Btw, my Klout jumped up tremendously (into the 70’s) when I was sofa bound with a broken leg and tweeting all day long high on pain meds. Does that tell you anything? That’s interacting all day long – every day. Once I was walking again, I got back to work and did not Tweet or FB as much and down went my Klout. Some people let that score really bother them just like they let the fact that there are kids more popular than them ruin their day. (Read this Never Compare Yourself to Anyone – Ever!)
Every one of us has Klout based on how you are connecting, interacting and driving action on all of the Social Media sites. Unfortunately, these popularity scores really don’t mean all that much since there are some people who spend their entire day giving out Klout (you can do that on Klout.com) and asking for it back just like asking Chris Brogan for a Retweet. That means there are a lot of false scores out there that pertain to nothing.
Forget the score, and focus on what you’re doing and how you’re connecting and the score will speak for itself. Again, I noticed that mine was the highest when I was high on pain meds with a broken leg! Do I want to be there again? No!

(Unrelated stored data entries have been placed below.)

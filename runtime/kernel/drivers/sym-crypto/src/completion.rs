// Licensed under the Apache-2.0 license

//! Synchronous completion of a descriptor sequence.
//!
//! The engine raises the AXI completion interrupt when a descriptor marked
//! "last" has written its output. Every sequence therefore ends with a sentinel
//! that writes one constant word into a dummy buffer; once the interrupt fires
//! the completed-write counter must read exactly one.

use log::{debug, error};
use sym_crypto_common::descriptor::FlowMode;
use sym_crypto_common::{DriverResult, FatalError, HwDesc, SymError, SymResult};

use crate::hil::{CcHal, DmaBlock, DmaDirection, DmaMapper, Reg, AXIM_COMP_INT_BIT};
use crate::hw_queue::HwQueue;

const DUMMY_BUFFER_SIZE: usize = 4;

/// Target of the completion sentinel, mapped for the lifetime of the driver.
pub struct CompletionBuffer<D: DmaMapper> {
    buf: D::Buffer,
    block: DmaBlock,
    handle: D::Handle,
}

impl<D: DmaMapper> CompletionBuffer<D> {
    pub fn alloc(mapper: &D) -> SymResult<Self> {
        let mut buf = mapper
            .alloc_contiguous(DUMMY_BUFFER_SIZE)
            .map_err(|_| SymError::NoMem)?;
        let addr = buf.as_mut().as_mut_ptr() as usize;
        let mut blocks = [DmaBlock::default(); 1];
        match mapper.map(addr, DUMMY_BUFFER_SIZE, DmaDirection::Bi, &mut blocks) {
            Ok((1, handle)) => Ok(CompletionBuffer {
                buf,
                block: blocks[0],
                handle,
            }),
            Ok((count, handle)) => {
                error!("Completion buffer mapped to {} fragments", count);
                let _ = mapper.unmap(addr, DUMMY_BUFFER_SIZE, DmaDirection::Bi, handle);
                mapper.free_contiguous(buf);
                Err(SymError::NoMem)
            }
            Err(err) => {
                error!("Failed to map the completion buffer: {:?}", err);
                mapper.free_contiguous(buf);
                Err(SymError::NoMem)
            }
        }
    }

    pub fn free(mut self, mapper: &D) {
        let addr = self.buf.as_mut().as_mut_ptr() as usize;
        if let Err(err) = mapper.unmap(addr, DUMMY_BUFFER_SIZE, DmaDirection::Bi, self.handle) {
            error!("Failed to unmap the completion buffer: {:?}", err);
        }
        mapper.free_contiguous(self.buf);
    }

    pub fn block(&self) -> DmaBlock {
        self.block
    }
}

/// Unmasks and clears the completion interrupt if it is currently masked.
pub fn init_completion<H: CcHal>(hal: &H) {
    let imr = hal.read(Reg::HostImr);
    if imr & AXIM_COMP_INT_BIT != 0 {
        hal.write(Reg::HostImr, imr & !AXIM_COMP_INT_BIT);
        hal.write(Reg::HostIcr, AXIM_COMP_INT_BIT);
        // The completion counter clears on read.
        let _ = hal.read(Reg::AximMonComp);
    }
}

/// Appends the completion sentinel and blocks until the queue has drained.
///
/// A counter other than one or a raised AXI monitor error means the driver and
/// the engine disagree about what ran, which is fatal.
pub fn wait_for_sequence<H: CcHal>(
    queue: &HwQueue<'_, H>,
    dummy: DmaBlock,
    preemptible: bool,
) -> DriverResult<()> {
    let hal = queue.hal();
    init_completion(hal);

    let desc = HwDesc::new()
        .din_const(0, DUMMY_BUFFER_SIZE as u32)
        .dout_dlli(dummy.phys, dummy.size, false, false)
        .flow(FlowMode::Bypass);
    let desc = if preemptible {
        desc.queue_last()
    } else {
        desc.last_ind()
    };
    queue.push(desc);

    let status = hal.wait_interrupt(AXIM_COMP_INT_BIT);
    debug!("Completion interrupt status 0x{:x}", status);

    let completed = hal.read(Reg::AximMonComp);
    if completed != 1 {
        error!("AXI completion counter is {}", completed);
        Err(FatalError::CompletionCount(completed))?;
    }
    let axi_err = hal.read(Reg::AximMonErr);
    if axi_err != 0 {
        error!("AXI monitor error 0x{:x}", axi_err);
        Err(FatalError::AxiMonitor(axi_err))?;
    }
    Ok(())
}
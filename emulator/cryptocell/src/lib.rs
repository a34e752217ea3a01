// Licensed under the Apache-2.0 license

//! Host model of the symmetric crypto engine and the platform services the
//! driver core expects, used to run the driver off target.

mod engine;
mod platform;

pub use engine::{BusEvent, CryptoCell, Fault, AXI_ERR_SRAM_RANGE, AXI_ERR_UNMAPPED};
pub use platform::{
    Mapping, MockBuffer, MockDmaMapper, MockMutex, PanicAbort, PAL_ERR_BAD_HANDLE,
    PAL_ERR_INJECTED, PAL_ERR_LOCK_STATE,
};

#[cfg(test)]
mod tests {
    use super::*;
    use sym_crypto_common::descriptor::{DmaMode, FlowMode};
    use sym_crypto_common::HwDesc;
    use sym_crypto_driver::hil::{CcHal, DmaBlock, DmaDirection, DmaMapper, Reg};
    use sym_crypto_driver::hw_queue::HwQueue;

    #[test]
    fn test_sram_indirect_access() {
        let mapper = MockDmaMapper::new();
        let cc = CryptoCell::new(&mapper, 0x100);
        let queue = HwQueue::new(&cc);
        queue.write_sram(0x10, &[1, 2, 3, 4, 5, 6]);
        assert_eq!(cc.sram(0x10, 8), [1, 2, 3, 4, 5, 6, 0, 0]);

        let mut out = [0u8; 6];
        queue.read_sram(0x10, &mut out);
        assert_eq!(out, [1, 2, 3, 4, 5, 6]);
    }

    #[test]
    fn test_bypass_to_sram_and_back() {
        let mapper = MockDmaMapper::new();
        let cc = CryptoCell::new(&mapper, 0x100);
        let queue = HwQueue::new(&cc);

        let src = [0xA5u8; 16];
        let mut block = [DmaBlock::default(); 1];
        let (_, handle) = mapper
            .map(src.as_ptr() as usize, 16, DmaDirection::ToDevice, &mut block)
            .unwrap();
        queue.push(
            HwDesc::new()
                .din_type(DmaMode::Dlli, block[0].phys, 16, false)
                .dout_sram(0x40, 16)
                .flow(FlowMode::Bypass),
        );
        mapper
            .unmap(src.as_ptr() as usize, 16, DmaDirection::ToDevice, handle)
            .unwrap();
        assert_eq!(cc.sram(0x40, 16), src);
        assert_eq!(cc.read(Reg::AximMonErr), 0);
    }

    #[test]
    fn test_unmapped_access_flags_axi_error() {
        let mapper = MockDmaMapper::new();
        let cc = CryptoCell::new(&mapper, 0x100);
        let queue = HwQueue::new(&cc);
        let dst = [0u8; 4];
        queue.push(
            HwDesc::new()
                .din_const(0x1234_5678, 4)
                .dout_dlli(dst.as_ptr() as u64, 4, false, true)
                .flow(FlowMode::Bypass),
        );
        assert_eq!(dst, [0; 4]);
        assert_eq!(cc.read(Reg::AximMonErr), AXI_ERR_UNMAPPED);
        // Counted even though the write faulted.
        assert_eq!(cc.read(Reg::AximMonComp), 1);
        assert_eq!(cc.read(Reg::AximMonComp), 0);
    }

    #[test]
    fn test_fragmented_map() {
        let mapper = MockDmaMapper::new();
        let buf = vec![0u8; 96];
        let addr = buf.as_ptr() as usize;
        mapper.fragment(addr, &[32, 32, 32]);
        assert!(!mapper.is_contiguous(addr, 96));

        let mut blocks = [DmaBlock::default(); 2];
        let (count, handle) = mapper
            .map(addr, 96, DmaDirection::ToDevice, &mut blocks)
            .unwrap();
        assert_eq!(count, 3);
        assert_eq!(blocks[1].phys, addr as u64 + 32);
        assert_eq!(mapper.outstanding(), 1);
        mapper
            .unmap(addr, 96, DmaDirection::ToDevice, handle)
            .unwrap();
        assert_eq!(mapper.outstanding(), 0);
        assert_eq!(
            mapper.unmap(addr, 96, DmaDirection::ToDevice, handle),
            Err(PAL_ERR_BAD_HANDLE)
        );
    }
}
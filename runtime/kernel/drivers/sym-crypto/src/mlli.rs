// Licensed under the Apache-2.0 license

//! On-chip scatter-table workspace.
//!
//! The engine walks scatter tables out of SRAM, so a host table is copied into
//! one of two fixed slots (input, output) before the data descriptor that uses it.

use log::{debug, error, warn};
use sym_crypto_common::descriptor::{DmaMode, FlowMode};
use sym_crypto_common::{DriverResult, FatalError, HwDesc, SymDriverConfig, SymError};

use crate::hil::CcHal;
use crate::hw_queue::HwQueue;

#[derive(Clone, Copy, Debug, PartialEq, Eq)]
pub enum MlliDirection {
    Input = 0,
    Output = 1,
}

pub struct MlliManager {
    base: u32,
    slot_size: u32,
    external_alloc: bool,
}

impl MlliManager {
    pub fn new(config: &SymDriverConfig) -> Self {
        MlliManager {
            base: config.mlli_sram_base,
            slot_size: config.mlli_slot_size(),
            external_alloc: config.mlli_external_alloc,
        }
    }

    pub fn slot_size(&self) -> u32 {
        self.slot_size
    }

    /// SRAM address of the first entry of the table for `dir`.
    pub fn first_entry_address(&self, dir: MlliDirection) -> u32 {
        self.base + self.slot_size * dir as u32
    }

    /// Queues the copy of a host table at `table_phys` into the slot for `dir`.
    ///
    /// # Arguments
    ///
    /// * `queue` - Queue the bypass descriptor is pushed to.
    /// * `table_phys` - Bus address of the host table.
    /// * `size` - Table length in bytes.
    /// * `ns` - Non-secure attribute of the host table.
    /// * `dir` - Slot to load.
    ///
    /// # Returns
    ///
    /// * `Err(SymError::MlliOversize)` if the table does not fit the slot.
    /// * `Err(FatalError::MlliExternallyAllocated)` if another agent owns the workspace.
    pub fn load_table<H: CcHal>(
        &self,
        queue: &HwQueue<'_, H>,
        table_phys: u64,
        size: u32,
        ns: bool,
        dir: MlliDirection,
    ) -> DriverResult<()> {
        if self.external_alloc {
            error!("Scatter table workspace is owned by another agent");
            Err(FatalError::MlliExternallyAllocated)?;
        }
        if size > self.slot_size {
            warn!(
                "Scatter table of {} bytes exceeds the {} byte slot",
                size, self.slot_size
            );
            Err(SymError::MlliOversize(size))?;
        }

        let sram_addr = self.first_entry_address(dir);
        queue.push(
            HwDesc::new()
                .din_type(DmaMode::Dlli, table_phys, size, ns)
                .dout_sram(sram_addr, size)
                .flow(FlowMode::Bypass),
        );
        debug!("Loading {} table bytes to SRAM 0x{:x}", size, sram_addr);
        Ok(())
    }
}
// Licensed under the Apache-2.0 license

//! HIL interfaces the driver core needs from its platform.
//!
//! The core never touches memory-mapped registers, DMA mappings or locks
//! directly; a platform provides them through the traits below. All methods
//! take `&self` so a single platform object can be shared by the adaptor and
//! the engine model used in tests.

use sym_crypto_common::context::CryptoKeyType;
use sym_crypto_common::FatalError;

/// Host-interface registers the driver core uses.
#[derive(Clone, Copy, Debug, PartialEq, Eq)]
pub enum Reg {
    /// Descriptor queue word `n` (0..=5).
    QueueWord(usize),
    /// Number of free descriptor slots.
    QueueContent,
    /// Interrupt mask register.
    HostImr,
    /// Interrupt clear register.
    HostIcr,
    /// Completed AXI writes since the last read; clear on read.
    AximMonComp,
    /// AXI monitor error flags.
    AximMonErr,
    SramAddr,
    SramData,
    SramDataReady,
}

/// Completion interrupt bit in the mask, clear and status registers.
pub const AXIM_COMP_INT_BIT: u32 = 1 << 23;

/// Availability of a non-user key as reported by the platform.
#[derive(Clone, Copy, Debug, PartialEq, Eq)]
pub enum KeyStatus {
    Valid,
    Invalid,
    SecureDisabled,
    FatalErrorLatched,
}

/// Register access and interrupt wait.
pub trait CcHal {
    /// Reads a host-interface register.
    fn read(&self, reg: Reg) -> u32;

    /// Writes a host-interface register.
    fn write(&self, reg: Reg, val: u32);

    /// Write memory barrier. Writes issued before the barrier are visible to
    /// the engine before any write issued after it.
    fn barrier(&self);

    /// Blocks until one of the interrupts in `irq_mask` is raised.
    ///
    /// # Arguments
    ///
    /// * `irq_mask` - Interrupt status bits to wait for.
    ///
    /// # Returns
    ///
    /// The interrupt status bits observed when the wait ended.
    fn wait_interrupt(&self, irq_mask: u32) -> u32;

    /// Reports whether a hardware key can currently be used.
    ///
    /// Platforms without OTP-backed keys keep the default.
    fn key_status(&self, _key: CryptoKeyType) -> KeyStatus {
        KeyStatus::Valid
    }
}

#[derive(Clone, Copy, Debug, PartialEq, Eq)]
pub enum DmaDirection {
    ToDevice,
    FromDevice,
    Bi,
}

/// One physically contiguous run of a mapped buffer.
#[derive(Clone, Copy, Debug, Default, PartialEq, Eq)]
pub struct DmaBlock {
    pub phys: u64,
    pub size: u32,
}

/// Platform error code passed through from a PAL primitive.
#[derive(Clone, Copy, Debug, PartialEq, Eq)]
pub struct PalError(pub u32);

/// DMA mapping and contiguous allocation.
pub trait DmaMapper {
    /// Token returned by `map` and handed back to `unmap`.
    type Handle: Copy;
    /// A physically contiguous, word-aligned allocation. The memory must stay
    /// at the same address when the value itself is moved.
    type Buffer: AsRef<[u8]> + AsMut<[u8]>;

    /// Returns true if `[addr, addr + size)` is physically contiguous.
    fn is_contiguous(&self, addr: usize, size: usize) -> bool;

    /// Maps a host buffer for the engine.
    ///
    /// # Arguments
    ///
    /// * `addr` - Virtual address of the buffer.
    /// * `size` - Length in bytes.
    /// * `dir` - Transfer direction.
    /// * `blocks` - Receives the physical fragments.
    ///
    /// # Returns
    ///
    /// * `Ok((count, handle))` with the number of fragments the buffer spans.
    ///   `count` may exceed `blocks.len()`; only the first `blocks.len()`
    ///   fragments are written and the caller must still `unmap`.
    /// * `Err(PalError)` if nothing was mapped.
    fn map(
        &self,
        addr: usize,
        size: usize,
        dir: DmaDirection,
        blocks: &mut [DmaBlock],
    ) -> Result<(usize, Self::Handle), PalError>;

    /// Releases a mapping made by `map`.
    fn unmap(
        &self,
        addr: usize,
        size: usize,
        dir: DmaDirection,
        handle: Self::Handle,
    ) -> Result<(), PalError>;

    /// Allocates `size` bytes of physically contiguous memory.
    fn alloc_contiguous(&self, size: usize) -> Result<Self::Buffer, PalError>;

    fn free_contiguous(&self, buf: Self::Buffer);
}

/// The process-wide lock around every driver call.
pub trait PalMutex {
    fn lock(&self) -> Result<(), PalError>;
    fn unlock(&self) -> Result<(), PalError>;
}

/// Terminal handler for platform-integrity failures.
pub trait AbortHandler {
    fn abort(&self, err: FatalError) -> !;
}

So, why are you so obsessed with your Klout score? Is it a need to have a perceived sense that you are popular or powerful? Why not focus on what you’re doing in the world instead?
What website are you running? What book are you writing? What cause are you promoting? What are you doing in the world?
I’m writing another book, editing my mom’s book and working on a screenplay.
So I probably won’t be scrolling through the many profiles to give Klout to anyone who asks. Instead, I will connect with you for real and tweet you back and have a conversation with you on Twitter or Facebook or Google +.
I will also answer you when you respond to my Blog posts that come to your inbox.